First of all, I've named her Buttercup. (I think the Wilden player is gonna be excited)

Second, if she survives, I think I am going to have her tell the story about the Seela and the Song of Forms.  This will happen right before the Trial By Fire, but I think that's alright.

We could do roleplaying stats I guess:  Appearance: Singed Goal: To keep her children alive  Traits: Desperate and unhinged  Weakness: see traits... ideas?


----------



## EugeneZ (Feb 5, 2010)

Um, spoilers, incase it wasn't obvious above.
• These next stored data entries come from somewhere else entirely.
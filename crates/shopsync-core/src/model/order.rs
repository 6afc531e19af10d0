use chrono::{DateTime, Utc};
use rust_decimal::Decimal;
use serde::Serialize;

/// A customer order: read-only, upstream-sourced display data.
///
/// Orders carry no id on the wire and support no create, update, or
/// delete operations in this client.
#[derive(Debug, Clone, Serialize)]
pub struct Order {
    pub firstname: String,
    pub email: String,
    pub telephone: String,
    pub payment_address_1: String,
    pub payment_city: String,
    pub payment_postcode: String,
    pub payment_country: String,
    pub total: Decimal,
    pub date_added: Option<DateTime<Utc>>,
}
// Product: the richest catalog entity. Carries a manufacturer
// reference (resolved server-side into a display name) and an embedded
// read-only list of associated options.

use chrono::{DateTime, Utc};
use rust_decimal::Decimal;
use serde::Serialize;

use super::EntityId;

/// An option associated with a product. Read-only in this client —
/// option assignment happens at product creation via the selected
/// option ids, never by editing.
#[derive(Debug, Clone, Serialize)]
pub struct ProductOption {
    pub id: EntityId,
    pub name: String,
    pub image: String,
}

/// A fully detail-resolved product record.
#[derive(Debug, Clone, Serialize)]
pub struct Product {
    pub id: EntityId,
    pub name: String,
    pub description: String,
    pub sku: String,
    /// Must resolve to an existing manufacturer id at creation time
    /// (server-enforced; the client only offers existing ids).
    pub manufacturer_id: Option<EntityId>,
    pub manufacturer_name: Option<String>,
    pub quantity: u32,
    pub image: String,
    pub price: Decimal,
    pub width: f64,
    pub date_added: Option<DateTime<Utc>>,
    pub options: Vec<ProductOption>,
}

/// Pending form fields for a product create or update.
///
/// All fields except `date_added` and `selected_options` are required
/// at the form level; [`missing_required`](Self::missing_required) is
/// the programmatic stand-in for input-level requiredness and gates
/// submission before any request is issued. `date_added` is stamped
/// with the current UTC time at submission when left unset.
#[derive(Debug, Clone, Default, PartialEq)]
pub struct ProductDraft {
    pub name: String,
    pub description: String,
    pub sku: String,
    pub manufacturer_id: Option<EntityId>,
    pub quantity: Option<u32>,
    pub image: String,
    pub price: Option<Decimal>,
    pub width: Option<f64>,
    pub date_added: Option<DateTime<Utc>>,
    pub selected_options: Vec<EntityId>,
}

impl ProductDraft {
    /// Names of required fields that are still empty.
    pub fn missing_required(&self) -> Vec<&'static str> {
        let mut missing = Vec::new();
        if self.name.is_empty() {
            missing.push("name");
        }
        if self.description.is_empty() {
            missing.push("description");
        }
        if self.sku.is_empty() {
            missing.push("sku");
        }
        if self.manufacturer_id.is_none() {
            missing.push("manufacturer");
        }
        if self.quantity.is_none() {
            missing.push("quantity");
        }
        if self.image.is_empty() {
            missing.push("image");
        }
        if self.price.is_none() {
            missing.push("price");
        }
        if self.width.is_none() {
            missing.push("width");
        }
        missing
    }
}

#[cfg(test)]
mod tests {
    use super::*;

    fn filled_draft() -> ProductDraft {
        ProductDraft {
            name: "RB3357".into(),
            description: "Ray Ban RB3357 Sunglass".into(),
            sku: "RBX335700000006B".into(),
            manufacturer_id: Some(EntityId(1)),
            quantity: Some(1000),
            image: "/image/products/RB3357.jpg".into(),
            price: Decimal::new(3955, 2).into(),
            width: Some(3.0),
            date_added: None,
            selected_options: Vec::new(),
        }
    }

    #[test]
    fn complete_draft_has_no_missing_fields() {
        assert!(filled_draft().missing_required().is_empty());
    }

    #[test]
    fn unchosen_manufacturer_blocks_submission() {
        let mut draft = filled_draft();
        draft.manufacturer_id = None;
        assert_eq!(draft.missing_required(), vec!["manufacturer"]);
    }

    #[test]
    fn empty_draft_reports_every_required_field() {
        let missing = ProductDraft::default().missing_required();
        assert_eq!(missing.len(), 8);
        assert!(missing.contains(&"sku"));
        // date_added and selected_options are not required
        assert!(!missing.contains(&"date_added"));
    }
}
// Canonical domain model. One file per entity, plus the shared id type.

mod entity_id;
mod manufacturer;
mod option;
mod order;
mod product;

pub use entity_id::EntityId;
pub use manufacturer::{Manufacturer, ManufacturerDraft};
pub use option::{OptionDraft, OptionItem};
pub use order::Order;
pub use product::{Product, ProductDraft, ProductOption};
Well, I think you've got a pretty good handle on it. Frankly, I think Buttercup (nice name) might know much of what Nelle does, so you may want to refer to those snippets. She wouldn't know about Bhurisrava or his experiments, but she could provide a lot of information about the seela (as you pointed out) and the fire forest itself. An intelligent creature that spent forty years in the forest likely knows quite a bit.

Having Buttercup provide some of Nelle's information would be a good way of at least lessening the infodump that will occur when they *do* meet Nelle... and, frankly, makes the Nelle encounter reasonably optional. I don't recall the adventure perfectly, but I can't think of any reason he's absolutely neccessary.

He might be the only one who can finish Bhursirava's tale, though if the PCs rescue Gwenvere from her madness, they'll most likely get enough of the story to realize he's the dead man in the tree shrine.


----------



## Daern (Feb 5, 2010)

Ah yes, I had her tell the story of Anyurial before she died, but now I'm wishing I had thrown in more Nelle stuff because it looks like the party is going to pass on that...  We're at the Tower bridge now and I'm at a point of being unsure how much to lay out and how much to hold back...  I think I want the Shahalesti's guilt to be quite obvious but I'm not sure of the rest.


----------



## EugeneZ (Feb 7, 2010)

I ran into a sticky situation with my party... half of them wanted to save the forest, the other half just wanted to get out. I don't think I impressed on them enough that the Shahalesti involvement in the fire was the key to the entire adventure, plot-wise. So, yeah, I think revealing that information is probably a good plan. If they don't head up-river, the seela can give out a lot of Nelle's information as well.


----------